Once data is flowing, try this in Kibana's Discover view to find all 5xx errors in the last hour:

response:[500 TO 599]

Or in the API directly:

GET apache-access-*/_search
{
  "query": {
    "bool": {
      "filter": [
        { "range": { "response": { "gte": 500 } } },
        { "range": { "@timestamp": { "gte": "now-1h" } } }
      ]
    }
  },
  "aggs": {
    "errors_by_path": {
      "terms": { "field": "request.keyword", "size": 10 }
    }
  }
}

That shows you the top 10 endpoints throwing server errors in the past hour. This kind of query takes seconds in Elasticsearch and about 45 minutes of grep piping to approximate manually.

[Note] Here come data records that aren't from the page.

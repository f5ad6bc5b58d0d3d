use crate::config::{DEFAULT_TTS_MODEL, DEFAULT_VOICE_ID};
use crate::error::{ApiErrorKind, Result, VoiceoverError};
use crate::voice::{SpeechRequest, VoiceSynthesizer};
use async_trait::async_trait;
use serde::{Deserialize, Serialize};
use serde_json::Value;
use std::collections::HashMap;
use tracing::{debug, info};

/// ElevenLabs API root.
const DEFAULT_BASE_URL: &str = "https://api.elevenlabs.io";

/// Encoding requested for synthesized speech.
const OUTPUT_FORMAT: &str = "mp3_44100_128";

/// Sentence spoken when previewing a voice.
pub const PREVIEW_TEXT: &str =
    "Hi there! This is how your narration will sound. Let's bring your video to life.";

const SERVICE: &str = "ElevenLabs";

/// A voice available to the account.
#[derive(Debug, Clone, PartialEq, Serialize, Deserialize)]
pub struct Voice {
    pub voice_id: String,
    pub name: String,
    #[serde(default)]
    pub category: Option<String>,
    #[serde(default)]
    pub labels: HashMap<String, String>,
    #[serde(default)]
    pub preview_url: Option<String>,
}

impl Voice {
    /// Short human-readable description built from the voice labels.
    pub fn describe(&self) -> String {
        let mut parts: Vec<&str> = ["gender", "accent", "age", "description"]
            .iter()
            .filter_map(|key| self.labels.get(*key).map(String::as_str))
            .collect();
        if parts.is_empty() {
            if let Some(category) = self.category.as_deref() {
                parts.push(category);
            }
        }
        parts.join(", ")
    }
}

#[derive(Deserialize)]
struct VoicesResponse {
    #[serde(default)]
    voices: Vec<Voice>,
}

#[derive(Serialize)]
struct TextToSpeechBody<'a> {
    text: &'a str,
    model_id: &'a str,
}

/// ElevenLabs text-to-speech client.
pub struct ElevenLabsClient {
    client: reqwest::Client,
    api_key: String,
    base_url: String,
}

impl ElevenLabsClient {
    /// Create a new client with the given API key.
    pub fn new(api_key: String) -> Self {
        Self {
            client: reqwest::Client::new(),
            api_key: api_key.trim().to_string(),
            base_url: DEFAULT_BASE_URL.to_string(),
        }
    }

    /// Point the client at a different API root (used by tests).
    pub fn with_base_url(mut self, base_url: impl Into<String>) -> Self {
        self.base_url = base_url.into().trim_end_matches('/').to_string();
        self
    }

    /// List the voices available to this API key.
    pub async fn list_voices(&self) -> Result<Vec<Voice>> {
        let response = self
            .client
            .get(format!("{}/v1/voices", self.base_url))
            .header("xi-api-key", &self.api_key)
            .send()
            .await?;

        let status = response.status();
        if !status.is_success() {
            let body = response.text().await.unwrap_or_default();
            return Err(api_error(status.as_u16(), &body));
        }

        let voices = response.json::<VoicesResponse>().await?.voices;
        info!("Fetched {} voices", voices.len());
        Ok(voices)
    }

    /// Synthesize a short sample with the given voice.
    pub async fn preview(&self, voice_id: &str, text: Option<&str>) -> Result<Vec<u8>> {
        let request = SpeechRequest::new(
            text.unwrap_or(PREVIEW_TEXT),
            voice_id,
            DEFAULT_TTS_MODEL,
        );
        self.synthesize(&request).await
    }
}

/// Pull the most specific message out of an ElevenLabs error body.
fn error_detail(body: &str) -> Option<String> {
    let value: Value = serde_json::from_str(body).ok()?;
    let detail = &value["detail"];

    detail
        .as_str()
        .or_else(|| detail["message"].as_str())
        .or_else(|| value["message"].as_str())
        .or_else(|| value["error"].as_str())
        .map(str::to_string)
}

fn api_error(status: u16, body: &str) -> VoiceoverError {
    let kind = ApiErrorKind::from_status(status);
    let message = error_detail(body)
        .or_else(|| (!body.trim().is_empty()).then(|| body.trim().to_string()))
        .unwrap_or_else(|| kind.user_message(SERVICE));

    VoiceoverError::Api {
        service: SERVICE,
        status,
        kind,
        message,
    }
}

#[async_trait]
impl VoiceSynthesizer for ElevenLabsClient {
    async fn synthesize(&self, request: &SpeechRequest) -> Result<Vec<u8>> {
        let text = request.text.trim();
        if text.is_empty() {
            return Err(VoiceoverError::MissingInput("text".to_string()));
        }

        let voice_id = if request.voice_id.trim().is_empty() {
            DEFAULT_VOICE_ID
        } else {
            request.voice_id.trim()
        };
        let model_id = if request.model_id.trim().is_empty() {
            DEFAULT_TTS_MODEL
        } else {
            request.model_id.trim()
        };

        debug!(
            "Synthesizing {} characters with voice {} ({})",
            text.chars().count(),
            voice_id,
            model_id
        );

        let response = self
            .client
            .post(format!(
                "{}/v1/text-to-speech/{}",
                self.base_url, voice_id
            ))
            .query(&[("output_format", OUTPUT_FORMAT)])
            .header("xi-api-key", &self.api_key)
            .json(&TextToSpeechBody { text, model_id })
            .send()
            .await?;

        let status = response.status();
        debug!("ElevenLabs API response status: {}", status);

        if !status.is_success() {
            let body = response.text().await.unwrap_or_default();
            return Err(api_error(status.as_u16(), &body));
        }

        let audio = response.bytes().await?.to_vec();
        info!("Synthesized {} bytes of narration audio", audio.len());
        Ok(audio)
    }

    fn name(&self) -> &'static str {
        "ElevenLabs"
    }
}

#[cfg(test)]
mod tests {
    use super::*;

    #[test]
    fn test_error_detail_shapes() {
        assert_eq!(
            error_detail(r#"{"detail": "Text too long"}"#).as_deref(),
            Some("Text too long")
        );
        assert_eq!(
            error_detail(r#"{"detail": {"status": "invalid_api_key", "message": "Invalid API key"}}"#)
                .as_deref(),
            Some("Invalid API key")
        );
        assert_eq!(
            error_detail(r#"{"message": "Quota exceeded"}"#).as_deref(),
            Some("Quota exceeded")
        );
        assert_eq!(error_detail("<html>502</html>"), None);
    }

    #[test]
    fn test_api_error_classification() {
        match api_error(429, "") {
            VoiceoverError::Api { kind, message, .. } => {
                assert_eq!(kind, ApiErrorKind::RateLimited);
                assert!(message.contains("rate limit"));
            }
            other => panic!("unexpected {other:?}"),
        }
    }

    #[test]
    fn test_voice_describe() {
        let voice = Voice {
            voice_id: "abc".to_string(),
            name: "George".to_string(),
            category: Some("premade".to_string()),
            labels: [
                ("accent".to_string(), "british".to_string()),
                ("gender".to_string(), "male".to_string()),
            ]
            .into_iter()
            .collect(),
            preview_url: None,
        };
        assert_eq!(voice.describe(), "male, british");

        let bare = Voice {
            labels: HashMap::new(),
            ..voice
        };
        assert_eq!(bare.describe(), "premade");
    }

    #[tokio::test]
    async fn test_empty_text_rejected() {
        let client = ElevenLabsClient::new("test-key".to_string());
        let request = SpeechRequest::new("  \n", DEFAULT_VOICE_ID, DEFAULT_TTS_MODEL);
        assert!(matches!(
            client.synthesize(&request).await,
            Err(VoiceoverError::MissingInput(_))
        ));
    }
}
pub mod elevenlabs;

pub use elevenlabs::{ElevenLabsClient, Voice};

use crate::error::Result;
use async_trait::async_trait;

#[derive(Debug, Clone)]
pub struct SpeechRequest {
    pub text: String,
    pub voice_id: String,
    pub model_id: String,
}

impl SpeechRequest {
    pub fn new(
        text: impl Into<String>,
        voice_id: impl Into<String>,
        model_id: impl Into<String>,
    ) -> Self {
        Self {
            text: text.into(),
            voice_id: voice_id.into(),
            model_id: model_id.into(),
        }
    }
}

/// Text-to-speech backend. The length of the returned audio is up to the
/// service; callers stretch it afterwards.
#[async_trait]
pub trait VoiceSynthesizer: Send + Sync {
    /// Encoded audio bytes for `request.text`.
    async fn synthesize(&self, request: &SpeechRequest) -> Result<Vec<u8>>;
    fn name(&self) -> &'static str;
    /// File extension of the audio this backend returns.
    fn audio_extension(&self) -> &'static str {
        "mp3"
    }
}
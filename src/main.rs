use anyhow::{Context, Result};
use clap::{Args, Parser, Subcommand};
use std::path::{Path, PathBuf};
use std::sync::atomic::{AtomicBool, Ordering};
use std::sync::Arc;
use tracing::{info, warn, Level};
use tracing_subscriber::{EnvFilter, FmtSubscriber};
use voiceover::config::{language_name, Config};
use voiceover::interactive::run_interactive_wizard;
use voiceover::media::MediaProbe;
use voiceover::merge::Merger;
use voiceover::pipeline::{
    derive_output_path, narrate_video_with_cancel, print_summary, PipelineConfig,
    PipelineServices,
};
use voiceover::store::{FsStore, StateStore};
use voiceover::voice::ElevenLabsClient;

#[derive(Parser)]
#[command(name = "voiceover")]
#[command(version, about = "AI narration for videos")]
#[command(
    long_about = "Write a narration for a video with Google Gemini, voice it with ElevenLabs and mux it back in with FFmpeg, stretched to fit.\n\nRun without a subcommand for an interactive wizard."
)]
struct Cli {
    #[command(subcommand)]
    command: Option<Command>,

    /// Enable verbose logging
    #[arg(short, long, global = true)]
    verbose: bool,
}

#[derive(Subcommand)]
enum Command {
    /// Generate a narrated copy of a video
    Narrate(NarrateArgs),
    /// Merge an existing narration track into a video
    Merge(MergeArgs),
    /// List the ElevenLabs voices available to your API key
    Voices,
    /// Save a short sample of a voice
    Preview(PreviewArgs),
    /// Delete saved sessions
    ClearSessions,
}

#[derive(Args)]
struct NarrateArgs {
    /// Input video file
    input: PathBuf,

    /// What the narration should explain
    #[arg(short, long)]
    prompt: String,

    /// Output video (defaults to <input>.narrated.mp4)
    #[arg(short, long)]
    output: Option<PathBuf>,

    /// Narration language code (e.g., en, hi, ja)
    #[arg(short, long)]
    language: Option<String>,

    /// ElevenLabs voice ID
    #[arg(long)]
    voice: Option<String>,

    /// Reuse transcript and audio from an interrupted run
    #[arg(long)]
    resume: bool,

    /// Hide progress spinners
    #[arg(long)]
    no_progress: bool,
}

#[derive(Args)]
struct MergeArgs {
    /// Input video file
    video: PathBuf,

    /// Narration audio file
    audio: PathBuf,

    /// Output video (defaults to <video>.narrated.mp4)
    #[arg(short, long)]
    output: Option<PathBuf>,

    /// Video duration in seconds (overrides probing)
    #[arg(long)]
    video_duration: Option<f64>,

    /// Audio duration in seconds (overrides probing)
    #[arg(long)]
    audio_duration: Option<f64>,

    /// Don't measure durations with ffprobe; merge without tempo correction
    /// unless both durations are given
    #[arg(long)]
    no_probe: bool,
}

#[derive(Args)]
struct PreviewArgs {
    /// ElevenLabs voice ID
    voice_id: String,

    /// Text to speak instead of the default sample
    #[arg(long)]
    text: Option<String>,

    /// Where to write the sample (defaults to voice-preview-<id>.mp3)
    #[arg(short, long)]
    output: Option<PathBuf>,
}

fn init_logging(verbose: bool) {
    let level = if verbose { Level::DEBUG } else { Level::INFO };
    let filter = EnvFilter::try_from_default_env()
        .unwrap_or_else(|_| EnvFilter::new(level.to_string().to_lowercase()));

    FmtSubscriber::builder()
        .with_env_filter(filter)
        .with_target(false)
        .with_thread_ids(false)
        .with_file(false)
        .with_line_number(false)
        .compact()
        .init();
}

fn install_ctrlc() -> Result<Arc<AtomicBool>> {
    let cancelled = Arc::new(AtomicBool::new(false));
    let flag = cancelled.clone();
    ctrlc::set_handler(move || {
        if flag.swap(true, Ordering::Relaxed) {
            std::process::exit(130);
        }
        eprintln!("\nCancelling after the current stage... (press Ctrl+C again to abort)");
    })
    .context("Failed to install Ctrl+C handler")?;
    Ok(cancelled)
}

async fn run_narration(
    config: &Config,
    input: &Path,
    output: &Path,
    pipeline_config: PipelineConfig,
) -> Result<()> {
    let services =
        PipelineServices::from_config(config).context("Configuration validation failed")?;
    let cancelled = install_ctrlc()?;

    info!("Input:    {}", input.display());
    info!("Output:   {}", output.display());
    info!(
        "Language: {} ({})",
        language_name(&pipeline_config.language),
        pipeline_config.language
    );
    info!("Voice:    {}", pipeline_config.voice_id);

    let result = narrate_video_with_cancel(input, output, &services, pipeline_config, cancelled)
        .await
        .context("Narration failed")?;

    print_summary(&result);
    Ok(())
}

async fn narrate(config: Config, args: NarrateArgs) -> Result<()> {
    if !args.input.exists() {
        anyhow::bail!("Input file not found: {}", args.input.display());
    }

    let output = args
        .output
        .unwrap_or_else(|| derive_output_path(&args.input));

    let mut pipeline_config = PipelineConfig::from_config(&config, args.prompt);
    if let Some(language) = args.language {
        pipeline_config.language = language.trim().to_lowercase();
    }
    if let Some(voice) = args.voice {
        pipeline_config.voice_id = voice;
    }
    pipeline_config.resume = args.resume;
    pipeline_config.show_progress = !args.no_progress;

    run_narration(&config, &args.input, &output, pipeline_config).await
}

async fn merge(config: Config, args: MergeArgs) -> Result<()> {
    config
        .validate_media()
        .context("Configuration validation failed")?;

    let probe = MediaProbe::new(&config.ffprobe_path);
    let video_duration = match (args.video_duration, args.no_probe) {
        (Some(secs), _) => Some(secs),
        (None, false) => probe.try_duration(&args.video).await,
        (None, true) => None,
    };
    let audio_duration = match (args.audio_duration, args.no_probe) {
        (Some(secs), _) => Some(secs),
        (None, false) => probe.try_duration(&args.audio).await,
        (None, true) => None,
    };
    if video_duration.is_none() || audio_duration.is_none() {
        warn!("Durations unknown; narration will not be tempo-corrected");
    }

    let output = args
        .output
        .unwrap_or_else(|| derive_output_path(&args.video));

    let merger = Merger::from_config(&config);
    merger
        .runner()
        .check()
        .await
        .context("FFmpeg is not available")?;

    let merged = merger
        .merge_files(&args.video, &args.audio, video_duration, audio_duration)
        .await
        .context("Merge failed")?;

    tokio::fs::write(&output, &merged)
        .await
        .with_context(|| format!("Failed to write {}", output.display()))?;
    info!("Wrote {} ({} KB)", output.display(), merged.len() / 1024);
    Ok(())
}

fn elevenlabs(config: &Config) -> Result<ElevenLabsClient> {
    let key = config
        .elevenlabs_api_key
        .clone()
        .filter(|k| !k.is_empty())
        .context("ELEVENLABS_API_KEY not set")?;
    Ok(ElevenLabsClient::new(key))
}

async fn voices(config: Config) -> Result<()> {
    let voices = elevenlabs(&config)?
        .list_voices()
        .await
        .context("Failed to fetch voices")?;

    for voice in &voices {
        let marker = if voice.voice_id == config.default_voice_id {
            "*"
        } else {
            " "
        };
        println!(
            "{} {:<24} {:<22} {}",
            marker,
            voice.name,
            voice.voice_id,
            voice.describe()
        );
    }
    println!("\n{} voices (* = default)", voices.len());
    Ok(())
}

async fn preview(config: Config, args: PreviewArgs) -> Result<()> {
    let audio = elevenlabs(&config)?
        .preview(&args.voice_id, args.text.as_deref())
        .await
        .context("Preview failed")?;

    let output = args
        .output
        .unwrap_or_else(|| PathBuf::from(format!("voice-preview-{}.mp3", args.voice_id)));
    tokio::fs::write(&output, &audio)
        .await
        .with_context(|| format!("Failed to write {}", output.display()))?;
    info!("Saved sample to {}", output.display());
    Ok(())
}

async fn clear_sessions() -> Result<()> {
    let store = FsStore::new(Config::session_dir());
    store.clear().await.context("Failed to clear sessions")?;
    info!("Cleared {}", store.root().display());
    Ok(())
}

#[tokio::main]
async fn main() -> Result<()> {
    let cli = Cli::parse();

    init_logging(cli.verbose);

    let Some(command) = cli.command else {
        let wizard = run_interactive_wizard().await?;
        return run_narration(
            &wizard.config,
            &wizard.input,
            &wizard.output,
            wizard.pipeline_config,
        )
        .await;
    };

    let config = Config::load().context("Failed to load configuration")?;

    match command {
        Command::Narrate(args) => narrate(config, args).await,
        Command::Merge(args) => merge(config, args).await,
        Command::Voices => voices(config).await,
        Command::Preview(args) => preview(config, args).await,
        Command::ClearSessions => clear_sessions().await,
    }
}

#[cfg(test)]
mod tests {
    use super::*;
    use clap::CommandFactory;

    #[test]
    fn test_cli_definition() {
        Cli::command().debug_assert();
    }

    #[test]
    fn test_parse_narrate() {
        let cli = Cli::parse_from([
            "voiceover",
            "narrate",
            "demo.mp4",
            "--prompt",
            "Explain the signup flow",
            "-l",
            "hi",
            "--resume",
        ]);
        match cli.command {
            Some(Command::Narrate(args)) => {
                assert_eq!(args.input, PathBuf::from("demo.mp4"));
                assert_eq!(args.prompt, "Explain the signup flow");
                assert_eq!(args.language.as_deref(), Some("hi"));
                assert!(args.resume);
                assert!(!args.no_progress);
            }
            _ => panic!("expected narrate"),
        }
    }

    #[test]
    fn test_parse_merge_durations() {
        let cli = Cli::parse_from([
            "voiceover",
            "merge",
            "v.mp4",
            "a.mp3",
            "--video-duration",
            "10",
            "--audio-duration",
            "8",
            "-v",
        ]);
        assert!(cli.verbose);
        match cli.command {
            Some(Command::Merge(args)) => {
                assert_eq!(args.video_duration, Some(10.0));
                assert_eq!(args.audio_duration, Some(8.0));
                assert!(!args.no_probe);
            }
            _ => panic!("expected merge"),
        }
    }

    #[test]
    fn test_no_subcommand_runs_wizard() {
        let cli = Cli::parse_from(["voiceover"]);
        assert!(cli.command.is_none());
    }
}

Building a Basic Dashboard

In Kibana, go to Visualize and create a few basics:

  1. Line chart — count of requests over time (split by response field)
  2. Pie chart — breakdown by HTTP status code
  3. Data table — top IP addresses by request count

Pin them to a Dashboard. Save it. Now you have something useful to look at during an incident instead of a terminal full of grep output.

Wrapping Up

The AWS managed Elasticsearch Service is genuinely nice — no cluster management, automatic snapshots, and Kibana included. The painful part is always getting Logstash configured correctly; grok patterns in particular have a learning curve. The grok debugger in Kibana's Dev Tools is your friend there. Once you have a working config for one log type, adapting it to others is straightforward.